Textbook withdrawal!
Only two problems – Clewie was still inside, and instead of following me, Silky was rooted by the kitchen wall, rich cooking aromas pouring out from an open window above her. And was she glaring at our hooded escort?
I reached for her mind to encourage her to get a
frakking move on, and recoiled when I felt her slipping degree by degree from hot anger to a much cooler murderous intent directed at Lee’s assistant.
I framed an idea in my mind and tried to send it to Silky: Leave her in peace.
“What is it?” asked Shahdi, walking back toward Silky.
The human façade slipped away from Silky, her face narrowing and a crest pushing against the top of her head. “Let’s end this particular problem once and for all,” she said.
Our rearguard, Clewie, left the restaurant at speed, chomping on a morsel she’d liberated from the kitchens.
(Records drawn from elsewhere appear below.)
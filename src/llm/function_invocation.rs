//! Function-invoking decorator
//!
//! Runs the tool calls a backend requests and re-prompts it with the results,
//! all inside a single update stream. Callers see the calls and the results as
//! non-text fragments between text deltas. Tools only run once the inner
//! stream is exhausted, so a consumer that stops early (the search
//! short-circuit) never triggers them.

use super::{
    ChatUpdate, ContentPart, FunctionCall, LlmError, LlmRequest, LlmService, Message, Role,
    UpdateStream,
};
use async_trait::async_trait;
use futures::StreamExt;
use std::sync::Arc;

const DEFAULT_MAX_ROUND_TRIPS: usize = 10;

pub struct FunctionInvokingService {
    inner: Arc<dyn LlmService>,
    max_round_trips: usize,
}

impl FunctionInvokingService {
    pub fn new(inner: Arc<dyn LlmService>) -> Self {
        Self {
            inner,
            max_round_trips: DEFAULT_MAX_ROUND_TRIPS,
        }
    }

    #[cfg(test)]
    pub fn with_max_round_trips(mut self, max: usize) -> Self {
        self.max_round_trips = max;
        self
    }
}

struct Exchange {
    inner: Arc<dyn LlmService>,
    request: LlmRequest,
    current: Option<UpdateStream>,
    pending: Vec<FunctionCall>,
    session_token: Option<String>,
    round_trips: usize,
    max_round_trips: usize,
    finished: bool,
}

impl Exchange {
    async fn invoke_pending(&mut self) -> (Message, Vec<ContentPart>) {
        let calls = std::mem::take(&mut self.pending);
        let mut results = Vec::with_capacity(calls.len());
        for call in &calls {
            let part = match self
                .request
                .tools
                .invoke(&call.name, &call.joined_arguments())
                .await
            {
                Ok(result) => ContentPart::function_result(&call.call_id, result, false),
                // Reported back to the model, which decides how to proceed
                Err(e) => ContentPart::function_result(
                    &call.call_id,
                    vec![format!("Error: {}", e.message)],
                    true,
                ),
            };
            results.push(part);
        }
        let calls_message = Message::new(
            Role::Assistant,
            calls.iter().map(FunctionCall::to_part).collect(),
        );
        (calls_message, results)
    }
}

async fn next_update(mut ex: Exchange) -> Option<(Result<ChatUpdate, LlmError>, Exchange)> {
    if ex.finished {
        return None;
    }

    if let Some(stream) = ex.current.as_mut() {
        match stream.next().await {
            Some(Ok(update)) => {
                ex.pending.extend(update.function_calls());
                if update.session_token.is_some() {
                    ex.session_token.clone_from(&update.session_token);
                }
                return Some((Ok(update), ex));
            }
            Some(Err(e)) => {
                ex.finished = true;
                return Some((Err(e), ex));
            }
            None => ex.current = None,
        }
    }

    if ex.pending.is_empty() {
        return None;
    }
    if ex.round_trips >= ex.max_round_trips {
        tracing::warn!(
            round_trips = ex.round_trips,
            pending = ex.pending.len(),
            "Function invocation limit reached, leaving calls unanswered"
        );
        return None;
    }

    let (calls_message, results) = ex.invoke_pending().await;
    let results_message = Message::new(Role::Tool, results.clone());

    if ex.session_token.is_some() {
        // Backend already holds everything up to its last response
        ex.request.messages = vec![calls_message, results_message];
    } else {
        ex.request.messages.push(calls_message);
        ex.request.messages.push(results_message);
    }
    ex.request.session_token.clone_from(&ex.session_token);
    ex.round_trips += 1;

    match ex.inner.stream(&ex.request).await {
        Ok(stream) => ex.current = Some(stream),
        Err(e) => {
            ex.finished = true;
            return Some((Err(e), ex));
        }
    }

    Some((Ok(ChatUpdate::with_parts(Role::Tool, results)), ex))
}

#[async_trait]
impl LlmService for FunctionInvokingService {
    async fn stream(&self, request: &LlmRequest) -> Result<UpdateStream, LlmError> {
        let first = self.inner.stream(request).await?;
        let exchange = Exchange {
            inner: self.inner.clone(),
            request: request.clone(),
            current: Some(first),
            pending: Vec::new(),
            session_token: request.session_token.clone(),
            round_trips: 0,
            max_round_trips: self.max_round_trips,
            finished: false,
        };
        Ok(futures::stream::unfold(exchange, next_update).boxed())
    }

    fn model_id(&self) -> &str {
        self.inner.model_id()
    }
}

#[cfg(test)]
mod tests {
    use super::*;
    use crate::runtime::testing::{call_update, MockLlmClient, MockTool};
    use crate::tools::ToolRegistry;
    use futures::TryStreamExt;
    use serde_json::json;

    fn request(tools: ToolRegistry) -> LlmRequest {
        LlmRequest {
            messages: vec![Message::system("sys"), Message::user("status?")],
            tools: Arc::new(tools),
            session_token: None,
        }
    }

    #[tokio::test]
    async fn test_runs_calls_and_reprompts() {
        let llm = Arc::new(MockLlmClient::new("mock"));
        llm.queue_stream(vec![call_update(
            "c1",
            "GetKnowledgeSourceStatusAsync",
            json!({}),
        )]);
        llm.queue_stream(vec![ChatUpdate::text("All "), ChatUpdate::text("good.")]);

        let tool = Arc::new(MockTool::new(
            "GetKnowledgeSourceStatusAsync",
            vec!["ready".to_string()],
        ));
        let service = FunctionInvokingService::new(llm.clone());
        let updates: Vec<ChatUpdate> = service
            .stream(&request(ToolRegistry::new(vec![tool.clone()])))
            .await
            .unwrap()
            .try_collect()
            .await
            .unwrap();

        assert_eq!(updates.len(), 4);
        assert_eq!(updates[1].role, Role::Tool);
        assert_eq!(
            updates[1].parts,
            vec![ContentPart::function_result("c1", vec!["ready".to_string()], false)]
        );
        assert_eq!(updates[2].text_delta(), "All ");
        assert_eq!(tool.recorded_invocations(), vec![String::new()]);

        // Stateless backend: the follow-up resends history plus the round trip
        let requests = llm.recorded_requests();
        assert_eq!(requests.len(), 2);
        assert_eq!(requests[1].messages.len(), 4);
        assert_eq!(requests[1].messages[2].role, Role::Assistant);
        assert_eq!(requests[1].messages[3].role, Role::Tool);
    }

    #[tokio::test]
    async fn test_stateful_follow_up_sends_only_round_trip() {
        let llm = Arc::new(MockLlmClient::new("mock"));
        llm.queue_stream(vec![
            call_update("c1", "LoadDocumentsAsync", json!({})).with_session_token("resp_1")
        ]);
        llm.queue_stream(vec![ChatUpdate::text("done")]);

        let tool = Arc::new(MockTool::new("LoadDocumentsAsync", vec!["loaded".to_string()]));
        let service = FunctionInvokingService::new(llm.clone());
        let _: Vec<ChatUpdate> = service
            .stream(&request(ToolRegistry::new(vec![tool])))
            .await
            .unwrap()
            .try_collect()
            .await
            .unwrap();

        let requests = llm.recorded_requests();
        assert_eq!(requests[1].messages.len(), 2);
        assert_eq!(requests[1].session_token.as_deref(), Some("resp_1"));
    }

    #[tokio::test]
    async fn test_tool_errors_are_returned_to_model() {
        let llm = Arc::new(MockLlmClient::new("mock"));
        llm.queue_stream(vec![call_update("c1", "Missing", json!({}))]);
        llm.queue_stream(vec![ChatUpdate::text("sorry")]);

        let service = FunctionInvokingService::new(llm.clone());
        let updates: Vec<ChatUpdate> = service
            .stream(&request(ToolRegistry::default()))
            .await
            .unwrap()
            .try_collect()
            .await
            .unwrap();

        match &updates[1].parts[0] {
            ContentPart::FunctionResult { is_error, .. } => assert!(*is_error),
            other => panic!("expected function result, got {other:?}"),
        }
        assert_eq!(updates[2].text_delta(), "sorry");
    }

    #[tokio::test]
    async fn test_stopping_early_never_invokes_tools() {
        let llm = Arc::new(MockLlmClient::new("mock"));
        llm.queue_stream(vec![
            call_update("c1", "SearchAsync", json!({"searchPhrase": "hours"})),
            ChatUpdate::text("ignored"),
        ]);

        let tool = Arc::new(MockTool::new("SearchAsync", vec!["hit".to_string()]));
        let service = FunctionInvokingService::new(llm.clone());
        let mut stream = service
            .stream(&request(ToolRegistry::new(vec![tool.clone()])))
            .await
            .unwrap();
        let first = stream.next().await.unwrap().unwrap();
        assert_eq!(first.function_calls().len(), 1);
        drop(stream);

        assert!(tool.recorded_invocations().is_empty());
        assert_eq!(llm.recorded_requests().len(), 1);
    }

    #[tokio::test]
    async fn test_round_trip_limit() {
        let llm = Arc::new(MockLlmClient::new("mock"));
        llm.queue_stream(vec![call_update("c1", "Echo", json!({}))]);
        llm.queue_stream(vec![call_update("c2", "Echo", json!({}))]);

        let tool = Arc::new(MockTool::new("Echo", vec!["again".to_string()]));
        let service = FunctionInvokingService::new(llm.clone()).with_max_round_trips(1);
        let updates: Vec<ChatUpdate> = service
            .stream(&request(ToolRegistry::new(vec![tool.clone()])))
            .await
            .unwrap()
            .try_collect()
            .await
            .unwrap();

        assert_eq!(updates.len(), 3);
        assert_eq!(tool.recorded_invocations().len(), 1);
    }
}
She almost fell over her own feet when she realized she’d blasted past the two humanoid females engaged in a staring contest.
“Are you ready to kill our enemies?” Silky asked Clewie.
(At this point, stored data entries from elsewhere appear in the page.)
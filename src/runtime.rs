//! Runtime for conversation turns
//!
//! One `ChatService` per conversation. It owns the log, the tool registry and
//! the cancellation scope of the turn in flight.

mod cancellation;
mod orchestrator;

#[cfg(test)]
pub mod testing;

pub use cancellation::CancellationController;
pub use orchestrator::{ChatService, ShortCircuitPolicy};

use crate::llm::LlmError;
use crate::tools::ToolError;
use thiserror::Error;

/// Why a turn did not produce a final message
#[derive(Debug, Error)]
pub enum ChatError {
    /// Superseded by a newer turn, a reset, or the caller's signal
    #[error("turn cancelled")]
    Cancelled,
    #[error(transparent)]
    Transport(#[from] LlmError),
    #[error(transparent)]
    Tool(#[from] ToolError),
}

impl ChatError {
    pub fn is_cancelled(&self) -> bool {
        matches!(self, ChatError::Cancelled)
    }
}
//! At most one live cancellation handle per conversation

use std::sync::atomic::{AtomicU64, Ordering};
use std::sync::Mutex;
use tokio_util::sync::CancellationToken;

struct Slot {
    id: u64,
    token: CancellationToken,
}

#[derive(Default)]
pub struct CancellationController {
    current: Mutex<Option<Slot>>,
    next_id: AtomicU64,
}

/// Cancellation scope of one turn. Released when dropped.
pub struct TurnHandle<'a> {
    controller: &'a CancellationController,
    id: u64,
    token: CancellationToken,
}

impl CancellationController {
    pub fn new() -> Self {
        Self::default()
    }

    /// Cancel whatever turn is current and install a fresh handle, cancelled
    /// when `external` fires or when it is superseded.
    pub fn begin_new(&self, external: &CancellationToken) -> TurnHandle<'_> {
        let id = self.next_id.fetch_add(1, Ordering::Relaxed);
        let token = external.child_token();

        let previous = self.current.lock().unwrap().replace(Slot {
            id,
            token: token.clone(),
        });
        if let Some(previous) = previous {
            tracing::debug!(turn = previous.id, "Superseding turn in flight");
            previous.token.cancel();
        }

        TurnHandle {
            controller: self,
            id,
            token,
        }
    }

    /// Cancel and release the current handle without replacing it
    pub fn cancel_current(&self) -> bool {
        match self.current.lock().unwrap().take() {
            Some(slot) => {
                tracing::debug!(turn = slot.id, "Cancelling turn in flight");
                slot.token.cancel();
                true
            }
            None => false,
        }
    }

    #[cfg(test)]
    pub fn is_active(&self) -> bool {
        self.current.lock().unwrap().is_some()
    }

    fn release(&self, id: u64) {
        let mut current = self.current.lock().unwrap();
        if current.as_ref().is_some_and(|slot| slot.id == id) {
            *current = None;
        }
    }
}

impl TurnHandle<'_> {
    pub fn token(&self) -> &CancellationToken {
        &self.token
    }

    #[cfg(test)]
    pub fn is_cancelled(&self) -> bool {
        self.token.is_cancelled()
    }
}

impl Drop for TurnHandle<'_> {
    fn drop(&mut self) {
        self.controller.release(self.id);
    }
}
The Littorane tilted her head at me. “What is she saying?”
Frakked if I knew.
“Something she would come to bitterly regret,” answered the woman, which was no help at all until she pulled back her hood and many things suddenly became starkly apparent.
She had changed her appearance even in the time since she had escaped her cell, becoming more human and losing a foot in height, but this was the Grotesque. I guessed Silky had recognized her true identity from the unique taste of her parasite-infested mind, but I wasn’t far behind. If the Grotesque could change height and pull that telepathic poker-up-ass trick on Lee, I didn’t doubt that she was also Mrs. Gregory.
“You won’t escape me this time,” Silky told her. “You and Lee. I will kill you both.”
— CHAPTER 46 —
“No!” I shouted at Silky. “Leave her be.”
Clewie interposed her body between Silky and Gregory. “I fear to intervene,” said the Littorane, “because I do not wish to outswim my boundary, but Ndeki is correct, Honored Aunt Sylk. We have too many powerful enemies to invite another to kill us.”
Silky listened enough to keep her peace for now. But the grim tension on the other Revenge Squad faces said they were gearing up for a fight. Nolog reached inside his jacket and appeared to the outside world as if he were reaching to scratch an awkward itch. I knew him better. He was reaching for weapons he’d concealed within skin caches. Grenades probably.